Single-pass dynamic 3D Gaussians from one image for camera-controlled video is the core idea, but missing numbers make the SOTA claims hard to assess.

read the letter

This paper puts forward a single forward pass that turns one image into a dynamic 3D Gaussian representation and then samples object motion to produce video along a user-specified camera path. It contrasts this with prior work that splits the task into point cloud construction followed by separate motion injection. The new element is the unified construction of the Gaussians that already incorporate dynamics, avoiding the two-step pipeline. That setup could reduce temporal inconsistencies and make inference faster by skipping iterative denoising for motion. The experiments claim better quality on KITTI, Waymo, RealEstate10K, and DL3DV-10K, which would be useful if true for simulation or content creation tasks. The paper does well in identifying the controllability gap in existing image-to-video models and proposing an explicit 3D intermediate that aligns with given trajectories. The datasets chosen cover relevant scenarios for driving and indoor/outdoor scenes. Soft spots center on the experimental support. The abstract states state-of-the-art results but supplies no metrics, no comparison tables, and no ablation studies. This leaves the central claims unverified. The assumption that one image suffices for accurate 3D Gaussians and consistent dynamics across novel views may require more than 2D photometric losses; without details on regularization, it is unclear if view-dependent artifacts or inconsistent motion arise when the camera path differs from training data. This paper is for researchers focused on 3D-aware video synthesis and controllable generation. A reader interested in practical advances in inference speed and consistency would find it relevant. It deserves a serious referee because the idea is coherent and the problem is real, even if the current evidence is thin.

Referee Report

2 major / 2 minor

Summary. The paper proposes Pixel-to-4D, a novel framework that, from a single input image, constructs an explicit 3D Gaussian scene representation and samples plausible object motions in one forward pass. This enables fast, camera-controlled image-to-video generation without iterative denoising steps. The authors claim state-of-the-art video quality and inference efficiency on the KITTI, Waymo, RealEstate10K, and DL3DV-10K datasets.

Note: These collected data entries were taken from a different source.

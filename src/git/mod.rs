//! Read-only git metadata queries against a working directory.
//!
//! Guards never shell out directly; they go through [`RemoteSource`] so
//! evaluation stays a function of its inputs. [`GitCli`] is the real
//! implementation, [`StaticRemotes`] an in-memory one for tests and
//! embedding.

mod cli;
mod fixture;

pub use cli::GitCli;
pub use fixture::{RemoteSet, StaticRemotes};

use std::path::{Path, PathBuf};
use thiserror::Error;

/// Errors from git metadata queries.
#[derive(Debug, Error)]
pub enum GitError {
    #[error("not a git repository: {0}")]
    NotARepository(PathBuf),

    #[error("git {0} timed out after {1}ms")]
    Timeout(String, u128),

    #[error("git command failed: {0}")]
    CommandFailed(String),

    #[error("failed to run git: {0}")]
    Io(#[from] std::io::Error),
}

pub type GitResult<T> = Result<T, GitError>;

/// The git facts the guards need. Missing remotes, detached HEADs and
/// unset keys are `Ok(None)`; only real failures are errors.
pub trait RemoteSource {
    /// URL of `remote` in `dir`; the push URL when `push` is set.
    fn remote_url(&self, dir: &Path, remote: &str, push: bool) -> GitResult<Option<String>>;

    /// Short name of the checked-out branch, `None` when HEAD is detached.
    fn current_branch(&self, dir: &Path) -> GitResult<Option<String>>;

    /// Value of a git config key as seen from `dir`.
    fn config_value(&self, dir: &Path, key: &str) -> GitResult<Option<String>>;

    /// Root of the work tree containing `dir`.
    fn toplevel(&self, dir: &Path) -> GitResult<PathBuf>;
}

Significance. If the central claims hold, the work would offer a meaningful advance in controllable video synthesis by combining explicit 3D representations with single-pass dynamics prediction, potentially improving both geometric consistency and speed relative to diffusion-based baselines that rely on iterative refinement.

major comments (2)

[Abstract] Abstract: The assertion of state-of-the-art results on KITTI, Waymo, RealEstate10K and DL3DV-10K is presented without any quantitative metrics, tables, ablation studies, or error analysis, leaving the central empirical claim unsupported in the provided text and preventing verification of the reported gains in quality and efficiency.
[Method] Method (Dynamic 3D Gaussians construction): The single-image prediction of both static Gaussians and object motion lacks explicit discussion of 3D regularization (e.g., depth supervision, cross-view consistency losses, or multi-view rendering terms). Without such constraints the representation risks being under-determined, which directly threatens 3D consistency when rendering along arbitrary camera trajectories that deviate from the training distribution.

minor comments (2)

[Abstract] Abstract: The phrase 'samples plausible object motion' is used without defining the motion parameterization or the loss used to train it; a brief clarification would improve readability.
[Abstract] The project page URL is given but no supplementary video or code link is referenced in the abstract; adding such pointers would aid reproducibility assessment.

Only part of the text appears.